Sunday, June 14, 2009

honesty

if i'm being honest, my time in the Word lately has been half-hearted at best. i haven't been consistent or really desired having a quiet time since school got out - maybe it's the change in structure and routine, but really i've just been apathetic about it. reading Scripture for 10 minutes maybe has been done just to appease my conscience so i don't feel guilty spending my time watching TV, online, or working out.

driving home today from Savannah it hit me that i hadn't even touched my Bible all day. then conviction came when i realized that my day was the same as any other day i had spent time in the Word.

seems to me that if i spend time with the God of the Universe on Monday, Monday should be different than any other day that i don't. On that Monday, when I encounter Holy God and His living word - you better believe I'm going to remember it - it'll change my day for sure. that's just what I think anyways.

there's a problem, a big heart problem - a pride problem. when was the last time i got on my knees and worshipped - or just sat - in the presence of God? i don't know about you - but posture makes a huge difference for me. the posture of my heart follows the posture of my body quite quickly. even so - when was the last time i had a "quiet time" and invited the Lord? Granted, He's in me and always with me - but imagine being in the same room with someone and them not inviting you to come sit and watch a movie with them. Imagine that, when they talk to you, they speak at you until they get it all out, and then turn back to the TV and ignore you. Are you with them still? Sure... I guess.

conviction was good - i'd been asking for it. repentance followed, but then so did guilty feelings. feelings that were depressing - like i was such a crappy kid and when would i ever learn? would i always struggle with the same things? i'm so dumb, i know better, why do i do what i do? etc. why on earth does God love me and what does that even look like?

well if God is love, and love is all that 1 Cor 13 says it is and if God loves me, then logically:

God is patient with me. God is kind towards me. God does not envy (ish - He's a jealous God that's for sure, but He's got a right to be - He's the only one worth anything and everything, so in all honesty the fact that He has to be jealous really exposes something wrong in us - maybe?). God does not boast (we ought to be boasting about Him, and creation is bursting to tell of Him - but like the jealousy thing - He's got a right to boast). God is not proud (in fact, Scripture says He is gentle and humble in heart). God is not rude. God is not self-seeking (ish - I mean, He's God - He has to be self-seeking ultimately because He's the only one worth seeking. He's selfish - it's all for His glory). God is not easily angered. God keeps no record of wrongs.
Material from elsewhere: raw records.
/// Shows one of the customer's contracts with its documents.
///
/// # Errors
///
/// Returns an error if the actor is not a customer, the contract does not
/// belong to them, or the backend fails.
pub fn get_contract_details(
    services: &Services,
    authenticated_actor: &AuthenticatedActor,
    contract_id: i64,
) -> Result<ContractDetailsResponse, ApiError> {
    let customer_id: CustomerId =
        AuthorizationService::authorize_customer_action(authenticated_actor, "show_contract")?;

    let payload: ContractDetailsPayload = outcome_payload(
        FindContractDetails::new(services.contracts.as_ref(), services.config.analysis)
            .call(customer_id, ContractId::new(contract_id))
            .map_err(translate_core_error)?,
        "Contract",
    )?;

    Ok(ContractDetailsResponse {
        contract: payload.contract,
        documents: payload.documents,
        estimated_time_to_finish_analysis: payload.estimated_time_to_finish_analysis,
    })
}

/// The customer reports that they entered the missing contract details.
///
/// # Errors
///
/// Returns an error if the actor is not a customer, the contract is not
/// theirs, or the analysis state does not allow the event.
pub fn provide_details(
    services: &Services,
    authenticated_actor: &AuthenticatedActor,
    contract_id: i64,
    cause: Cause,
) -> Result<ContractTransitionResponse, ApiError> {
    let customer_id: CustomerId =
        AuthorizationService::authorize_customer_action(authenticated_actor, "provide_details")?;

    let payload: ContractPayload = outcome_payload(
        CustomerProvidesDetails::new(services.contracts.as_ref())
            .call(customer_id, ContractId::new(contract_id), cause)
            .map_err(translate_core_error)?,
        "Contract",
    )?;

    Ok(ContractTransitionResponse {
        message: format!("Contract {} details provided", payload.contract.id),
        contract: payload.contract,
    })
}

/// The customer withdraws a contract from analysis.
///
/// # Errors
///
/// Returns an error if the actor is not a customer, the contract is not
/// theirs, or the analysis state does not allow cancelling.
pub fn cancel_analysis(
    services: &Services,
    authenticated_actor: &AuthenticatedActor,
    contract_id: i64,
    cause: Cause,
) -> Result<ContractTransitionResponse, ApiError> {
    let customer_id: CustomerId =
        AuthorizationService::authorize_customer_action(authenticated_actor, "cancel_analysis")?;

    let payload: ContractPayload = outcome_payload(
        CustomerCancelsAnalysis::new(services.contracts.as_ref())
            .call(customer_id, ContractId::new(contract_id), cause)
            .map_err(translate_core_error)?,
        "Contract",
    )?;

    Ok(ContractTransitionResponse {
        message: format!("Analysis of contract {} cancelled", payload.contract.id),
        contract: payload.contract,
    })
}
God does not delight in evil but rejoices with the truth. God always protects, always trusts, always hopes, always persevers. God never fails.
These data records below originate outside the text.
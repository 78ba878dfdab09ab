// Copyright (C) 2026 Fred Clausen
// Use of this source code is governed by an MIT-style
// license that can be found in the LICENSE file or at
// https://opensource.org/licenses/MIT.

use crate::error::DomainError;
use crate::ids::{AdminId, CustomerId, EntityKind, OfferId, OpportunityId};
use crate::lifecycle::{StateMachine, Transition};
use serde::{Deserialize, Serialize};
use std::str::FromStr;

/// Sales-opportunity states.
#[derive(Debug, Clone, Copy, PartialEq, Eq, Hash, Serialize, Deserialize)]
#[serde(rename_all = "snake_case")]
pub enum OpportunityState {
    /// Opportunity exists but no admin owns it yet.
    Created,
    /// An admin is gathering requirements.
    InitiationPhase,
    /// An offer has been sent.
    OfferPhase,
    /// Customer bought.
    Completed,
    /// Customer did not buy.
    Lost,
}

impl OpportunityState {
    /// Every state, in declaration order.
    pub const ALL: [Self; 5] = [
        Self::Created,
        Self::InitiationPhase,
        Self::OfferPhase,
        Self::Completed,
        Self::Lost,
    ];

    /// Returns the persisted string form.
    #[must_use]
    pub const fn as_str(&self) -> &'static str {
        match self {
            Self::Created => "created",
            Self::InitiationPhase => "initiation_phase",
            Self::OfferPhase => "offer_phase",
            Self::Completed => "completed",
            Self::Lost => "lost",
        }
    }

    /// Returns true if no further events are declared from this state.
    #[must_use]
    pub const fn is_terminal(&self) -> bool {
        matches!(self, Self::Completed | Self::Lost)
    }
}

impl FromStr for OpportunityState {
    type Err = DomainError;

    fn from_str(s: &str) -> Result<Self, Self::Err> {
        match s {
            "created" => Ok(Self::Created),
            "initiation_phase" => Ok(Self::InitiationPhase),
            "offer_phase" => Ok(Self::OfferPhase),
            "completed" => Ok(Self::Completed),
            "lost" => Ok(Self::Lost),
            _ => Err(DomainError::UnknownState {
                entity: EntityKind::Opportunity,
                value: s.to_string(),
            }),
        }
    }
}

impl std::fmt::Display for OpportunityState {
    fn fmt(&self, f: &mut std::fmt::Formatter<'_>) -> std::fmt::Result {
        write!(f, "{}", self.as_str())
    }
}

/// Sales-opportunity events.
#[derive(Debug, Clone, Copy, PartialEq, Eq, Hash, Serialize, Deserialize)]
#[serde(rename_all = "snake_case")]
pub enum OpportunityEvent {
    Assign,
    SendOffer,
    Complete,
    Lose,
}

impl OpportunityEvent {
    /// Every declared event, in declaration order.
    pub const ALL: [Self; 4] = [
        Self::Assign,
        Self::SendOffer,
        Self::Complete,
        Self::Lose,
    ];

    /// Returns the event name.
    #[must_use]
    pub const fn as_str(&self) -> &'static str {
        match self {
            Self::Assign => "assign",
            Self::SendOffer => "send_offer",
            Self::Complete => "complete",
            Self::Lose => "lose",
        }
    }
}

impl std::fmt::Display for OpportunityEvent {
    fn fmt(&self, f: &mut std::fmt::Formatter<'_>) -> std::fmt::Result {
        write!(f, "{}", self.as_str())
    }
}

/// Registry for the opportunity lifecycle.
#[derive(Debug, Clone, Copy)]
pub struct OpportunityLifecycle;

impl StateMachine for OpportunityLifecycle {
    type State = OpportunityState;
    type Event = OpportunityEvent;

    const ENTITY: EntityKind = EntityKind::Opportunity;

    const STATES: &'static [OpportunityState] = &OpportunityState::ALL;
    const EVENTS: &'static [OpportunityEvent] = &OpportunityEvent::ALL;

    const TRANSITIONS: &'static [Transition<OpportunityState, OpportunityEvent>] = &[
        Transition::new(
            OpportunityState::Created,
            OpportunityEvent::Assign,
            OpportunityState::InitiationPhase,
        ),
        Transition::new(
            OpportunityState::InitiationPhase,
            OpportunityEvent::SendOffer,
            OpportunityState::OfferPhase,
        ),
        Transition::new(
            OpportunityState::InitiationPhase,
            OpportunityEvent::Complete,
            OpportunityState::Completed,
        ),
        Transition::new(
            OpportunityState::OfferPhase,
            OpportunityEvent::Complete,
            OpportunityState::Completed,
        ),
        Transition::new(
            OpportunityState::Created,
            OpportunityEvent::Lose,
            OpportunityState::Lost,
        ),
        Transition::new(
            OpportunityState::InitiationPhase,
            OpportunityEvent::Lose,
            OpportunityState::Lost,
        ),
        Transition::new(
            OpportunityState::OfferPhase,
            OpportunityEvent::Lose,
            OpportunityState::Lost,
        ),
    ];
}

/// A sales opportunity.
#[derive(Debug, Clone, PartialEq, Eq, Serialize, Deserialize)]
pub struct Opportunity {
    pub id: OpportunityId,
    pub customer_id: CustomerId,
    pub admin_id: Option<AdminId>,
    pub state: OpportunityState,
    pub offer_id: Option<OfferId>,
}

/// Attributes of an opportunity to be created.
#[derive(Debug, Clone, PartialEq, Eq)]
pub struct NewOpportunity {
    pub customer_id: CustomerId,
    pub admin_id: Option<AdminId>,
    pub state: OpportunityState,
}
when I encounter that God it ought to throw me for a loop - my day ought to be different - i ought to be different. it's elementary - you can spend all the time you want in the Word, but with a stubborn and rebellious heart you will be blind and deaf towards the Living God.
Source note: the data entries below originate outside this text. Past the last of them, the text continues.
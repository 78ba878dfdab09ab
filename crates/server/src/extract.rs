// Copyright (C) 2026 Fred Clausen
// Use of this source code is governed by an MIT-style
// license that can be found in the LICENSE file or at
// https://opensource.org/licenses/MIT.

//! Body, query and path extractors that reject in the error envelope.
//!
//! axum's own `Json`, `Query` and `Path` answer a malformed request with a
//! plain-text body. These wrappers delegate to them and turn the rejection
//! into an [`HttpError`] carrying the same status.

use axum::{
    Json,
    extract::{FromRequest, FromRequestParts, Path, Query, Request},
    http::request::Parts,
};
use serde::de::DeserializeOwned;
use tracing::debug;

use crate::HttpError;

/// A JSON request body.
pub struct ApiJson<T>(pub T);

impl<S, T> FromRequest<S> for ApiJson<T>
where
    S: Send + Sync,
    T: DeserializeOwned,
{
    type Rejection = HttpError;

    async fn from_request(req: Request, state: &S) -> Result<Self, Self::Rejection> {
        match Json::<T>::from_request(req, state).await {
            Ok(Json(value)) => Ok(Self(value)),
            Err(rejection) => {
                debug!(error = %rejection.body_text(), "request body rejected");
                Err(HttpError::rejected(
                    rejection.status(),
                    "body",
                    rejection.body_text(),
                ))
            }
        }
    }
}

/// Query-string parameters.
pub struct ApiQuery<T>(pub T);

impl<S, T> FromRequestParts<S> for ApiQuery<T>
where
    S: Send + Sync,
    T: DeserializeOwned,
{
    type Rejection = HttpError;

    async fn from_request_parts(parts: &mut Parts, state: &S) -> Result<Self, Self::Rejection> {
        match Query::<T>::from_request_parts(parts, state).await {
            Ok(Query(value)) => Ok(Self(value)),
            Err(rejection) => Err(HttpError::rejected(
                rejection.status(),
                "query",
                rejection.body_text(),
            )),
        }
    }
}

/// Path segments.
pub struct ApiPath<T>(pub T);

impl<S, T> FromRequestParts<S> for ApiPath<T>
where
    S: Send + Sync,
    T: DeserializeOwned + Send,
{
    type Rejection = HttpError;

    async fn from_request_parts(parts: &mut Parts, state: &S) -> Result<Self, Self::Rejection> {
        match Path::<T>::from_request_parts(parts, state).await {
            Ok(Path(value)) => Ok(Self(value)),
            Err(rejection) => Err(HttpError::rejected(
                rejection.status(),
                "path",
                rejection.body_text(),
            )),
        }
    }
}
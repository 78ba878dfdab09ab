// Copyright (C) 2026 Fred Clausen
// Use of this source code is governed by an MIT-style
// license that can be found in the LICENSE file or at
// https://opensource.org/licenses/MIT.

//! Strongly-typed entity identifiers.
//!
//! All identifiers are database-assigned integers. The newtypes exist so a
//! `ContractId` can never be passed where a `CustomerId` is expected.

use serde::{Deserialize, Serialize};

macro_rules! entity_id {
    ($(#[$meta:meta])* $name:ident) => {
        $(#[$meta])*
        #[derive(Debug, Clone, Copy, PartialEq, Eq, PartialOrd, Ord, Hash, Serialize, Deserialize)]
        #[serde(transparent)]
        pub struct $name(i64);

        impl $name {
            /// Wraps a raw database identifier.
            #[must_use]
            pub const fn new(value: i64) -> Self {
                Self(value)
            }

            /// Returns the raw database identifier.
            #[must_use]
            pub const fn value(&self) -> i64 {
                self.0
            }
        }

        impl std::fmt::Display for $name {
            fn fmt(&self, f: &mut std::fmt::Formatter<'_>) -> std::fmt::Result {
                write!(f, "{}", self.0)
            }
        }

        impl From<i64> for $name {
            fn from(value: i64) -> Self {
                Self(value)
            }
        }
    };
}

entity_id!(
    /// Identifies a customer (lead or registered user).
    CustomerId
);
entity_id!(
    /// Identifies a back-office admin.
    AdminId
);
entity_id!(
    /// Identifies a contract (also used for offered products).
    ContractId
);
entity_id!(
    /// Identifies a document attached to a contract.
    DocumentId
);
entity_id!(
    /// Identifies an inquiry sent to an insurer.
    InquiryId
);
entity_id!(
    /// Identifies one category line of an inquiry.
    InquiryCategoryId
);
entity_id!(
    /// Identifies an offer.
    OfferId
);
entity_id!(
    /// Identifies one option (offered product) of an offer.
    OfferOptionId
);
entity_id!(
    /// Identifies a sales opportunity.
    OpportunityId
);
entity_id!(
    /// Identifies an interaction record.
    InteractionId
);
entity_id!(
    /// Identifies a notification attempt.
    NotificationId
);
entity_id!(
    /// Identifies a payback ledger transaction.
    PaybackTransactionId
);
entity_id!(
    /// Identifies an insurer subcompany.
    SubcompanyId
);

/// The kinds of entities driven by a lifecycle state machine.
#[derive(Debug, Clone, Copy, PartialEq, Eq, Hash, Serialize, Deserialize)]
#[serde(rename_all = "snake_case")]
pub enum EntityKind {
    /// A contract's top-level state.
    Contract,
    /// A contract's document-review sub-lifecycle.
    ContractAnalysis,
    /// An inquiry.
    Inquiry,
    /// A single inquiry category.
    InquiryCategory,
    /// An offer.
    Offer,
    /// A sales opportunity.
    Opportunity,
}

impl EntityKind {
    /// Returns the persisted string form.
    #[must_use]
    pub const fn as_str(&self) -> &'static str {
        match self {
            Self::Contract => "contract",
            Self::ContractAnalysis => "contract_analysis",
            Self::Inquiry => "inquiry",
            Self::InquiryCategory => "inquiry_category",
            Self::Offer => "offer",
            Self::Opportunity => "opportunity",
        }
    }
}

impl std::fmt::Display for EntityKind {
    fn fmt(&self, f: &mut std::fmt::Formatter<'_>) -> std::fmt::Result {
        write!(f, "{}", self.as_str())
    }
}

impl std::str::FromStr for EntityKind {
    type Err = crate::DomainError;

    fn from_str(s: &str) -> Result<Self, Self::Err> {
        match s {
            "contract" => Ok(Self::Contract),
            "contract_analysis" => Ok(Self::ContractAnalysis),
            "inquiry" => Ok(Self::Inquiry),
            "inquiry_category" => Ok(Self::InquiryCategory),
            "offer" => Ok(Self::Offer),
            "opportunity" => Ok(Self::Opportunity),
            _ => Err(crate::DomainError::UnknownEntityKind(s.to_string())),
        }
    }
}

/// A reference to any lifecycle entity.
#[derive(Debug, Clone, Copy, PartialEq, Eq, Hash, Serialize, Deserialize)]
pub struct EntityRef {
    /// The entity kind.
    pub kind: EntityKind,
    /// The raw entity identifier.
    pub id: i64,
}

impl EntityRef {
    /// Creates a new entity reference.
    #[must_use]
    pub const fn new(kind: EntityKind, id: i64) -> Self {
        Self { kind, id }
    }

    /// References a contract.
    #[must_use]
    pub const fn contract(id: ContractId) -> Self {
        Self::new(EntityKind::Contract, id.value())
    }

    /// References an inquiry.
    #[must_use]
    pub const fn inquiry(id: InquiryId) -> Self {
        Self::new(EntityKind::Inquiry, id.value())
    }

    /// References one category of an inquiry.
    #[must_use]
    pub const fn inquiry_category(id: InquiryCategoryId) -> Self {
        Self::new(EntityKind::InquiryCategory, id.value())
    }

    /// References an offer.
    #[must_use]
    pub const fn offer(id: OfferId) -> Self {
        Self::new(EntityKind::Offer, id.value())
    }

    /// References an opportunity.
    #[must_use]
    pub const fn opportunity(id: OpportunityId) -> Self {
        Self::new(EntityKind::Opportunity, id.value())
    }
}

impl std::fmt::Display for EntityRef {
    fn fmt(&self, f: &mut std::fmt::Formatter<'_>) -> std::fmt::Result {
        write!(f, "{}#{}", self.kind, self.id)
    }
}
i am starving for the Living God.

1 comment:

Anonymous said...

I'm grateful for your honesty. I've honestly been going through somewhat of the same kind slump. Once you move back home, it's hard to get back in rhythm with Jesus for some reason. Don't get down on yourself, though. As you said, he's patient. Spending time reading his Words is a good way to hang out with him, but don't forget to be aware of all the thousands of other ways in which he's trying to romance you throughout the day. He knows what you absolutely love. Watch for him.